━━━━━ Data ━━━━━

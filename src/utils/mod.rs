pub use id_allocator::IdAllocator;
pub use worker_pool::{WorkQueue, WorkSender};

mod id_allocator;
mod worker_pool;
use std::sync::Arc;

use tracing::{debug, trace, warn};

use super::command::{
    Smb2Command, Smb2Header, SMB2_FLAGS_ASYNC_COMMAND, SMB2_FLAGS_SERVER_TO_REDIR,
    SMB2_HEADER_SIZE, STATUS_CANCELLED, STATUS_INSUFFICIENT_RESOURCES, STATUS_INVALID_PARAMETER,
    STATUS_NOT_SUPPORTED, STATUS_PENDING, STATUS_SUCCESS,
};
use super::processor::complete_async;
use super::{ConnectionOps, Disposition};
use crate::network::{Connection, ConnectionStatus};
use crate::work::Work;
use crate::{AppError, AppResult};

/// SMB 3.1.1
const NEGOTIATED_DIALECT: u16 = 0x0311;

/// Minimal command layer: drives a connection through negotiation and
/// session setup and answers every request with a bare response header.
/// Nothing here ever changes, so a change notify only completes when it is
/// cancelled.
#[derive(Debug, Default, Clone)]
pub struct BasicOps;

impl BasicOps {
    pub fn new() -> Self {
        BasicOps
    }

    fn execute(&self, conn: &Connection, header: &Smb2Header) -> u32 {
        let next = match header.command {
            Smb2Command::Negotiate => {
                conn.set_dialect(NEGOTIATED_DIALECT);
                Some(ConnectionStatus::NeedNegotiate)
            }
            Smb2Command::SessionSetup => Some(ConnectionStatus::Good),
            Smb2Command::Echo => None,
            other => {
                trace!("connection {}: {:?} not supported", conn.id(), other);
                return STATUS_NOT_SUPPORTED;
            }
        };

        match next.map(|status| conn.set_status(status)) {
            Some(Err(e)) => {
                debug!("connection {}: {}", conn.id(), e);
                STATUS_INVALID_PARAMETER
            }
            _ => STATUS_SUCCESS,
        }
    }

    fn cancel(&self, conn: &Connection, work: &Work, header: &Smb2Header) {
        let found = match Smb2Header::peek_async_id(work.request()) {
            Some(async_id) => conn.cancel_async(async_id),
            None => conn.cancel_request(header.message_id),
        };
        if !found {
            trace!("connection {}: nothing to cancel for {}", conn.id(), header.message_id);
        }
    }

    /// Answers STATUS_PENDING and leaves a task waiting for the cancel.
    fn watch_changes(
        &self,
        work: &mut Work,
        header: &Smb2Header,
        granted: u16,
    ) -> AppResult<Disposition> {
        let conn = work.conn().clone();
        let async_id = match conn.set_async(work) {
            Ok(async_id) => async_id,
            Err(AppError::IdExhausted(e)) => {
                debug!("connection {}: {}", conn.id(), e);
                respond(work, header, granted, STATUS_INSUFFICIENT_RESOURCES, None)?;
                return Ok(Disposition::Done);
            }
            Err(e) => return Err(e),
        };
        respond(work, header, granted, STATUS_PENDING, Some(async_id))?;

        let cancel = work.cancel_token();
        let header = header.clone();
        tokio::spawn(async move {
            cancel.cancelled().await;
            let Some(mut work) = conn.claim_async(async_id).await else {
                return;
            };
            match respond(&mut work, &header, 0, STATUS_CANCELLED, Some(async_id)) {
                Ok(()) => complete_async(work).await,
                Err(e) => warn!("connection {}: async {}: {}", conn.id(), async_id, e),
            }
        });
        Ok(Disposition::Pending)
    }
}

fn respond(
    work: &mut Work,
    request: &Smb2Header,
    granted: u16,
    status: u32,
    async_id: Option<u64>,
) -> AppResult<()> {
    let response = Smb2Header {
        credit_charge: request.credit_charge,
        command: request.command,
        credit_request: granted,
        flags: (request.flags & SMB2_FLAGS_ASYNC_COMMAND) | SMB2_FLAGS_SERVER_TO_REDIR,
        next_command: 0,
        message_id: request.message_id,
    };
    let buf = work.alloc_response(SMB2_HEADER_SIZE)?;
    match async_id {
        Some(async_id) => response.encode_async(status, async_id, buf),
        None => response.encode(status, buf),
    }
    Ok(())
}

impl ConnectionOps for BasicOps {
    async fn process(&self, work: &mut Work) -> AppResult<Disposition> {
        let header = Smb2Header::peek(work.request())?;
        let conn = work.conn().clone();

        if header.command == Smb2Command::Cancel {
            // no response to a cancel
            self.cancel(&conn, work, &header);
            return Ok(Disposition::Done);
        }

        if let Err(e) = conn.consume_credits(header.credit_charge.max(1)) {
            warn!("connection {}: {}", conn.id(), e);
        }
        let granted = conn.grant_credits(header.credit_request.max(1));

        if header.command == Smb2Command::ChangeNotify {
            return self.watch_changes(work, &header, granted);
        }
        let status = self.execute(&conn, &header);
        respond(work, &header, granted, status, None)?;
        Ok(Disposition::Done)
    }

    async fn terminate(&self, conn: &Arc<Connection>) -> AppResult<()> {
        if conn.running_requests() > 0 {
            return Err(AppError::IllegalState(format!(
                "connection {} terminated with {} running requests",
                conn.id(),
                conn.running_requests()
            )));
        }
        debug!(
            "connection {} terminated after {} requests",
            conn.id(),
            conn.stats().requests_served()
        );
        Ok(())
    }
}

━━━━━

The answer must hold only the lines from the first line of the data through the line bearing "use super::processor::complete_async;", returned exactly.

Task output
filename src/utils/mod.rs
pub use id_allocator::IdAllocator;
pub use worker_pool::{WorkQueue, WorkSender};

mod id_allocator;
mod worker_pool;
use std::sync::Arc;

use tracing::{debug, trace, warn};

use super::command::{
    Smb2Command, Smb2Header, SMB2_FLAGS_ASYNC_COMMAND, SMB2_FLAGS_SERVER_TO_REDIR,
    SMB2_HEADER_SIZE, STATUS_CANCELLED, STATUS_INSUFFICIENT_RESOURCES, STATUS_INVALID_PARAMETER,
    STATUS_NOT_SUPPORTED, STATUS_PENDING, STATUS_SUCCESS,
};
use super::processor::complete_async;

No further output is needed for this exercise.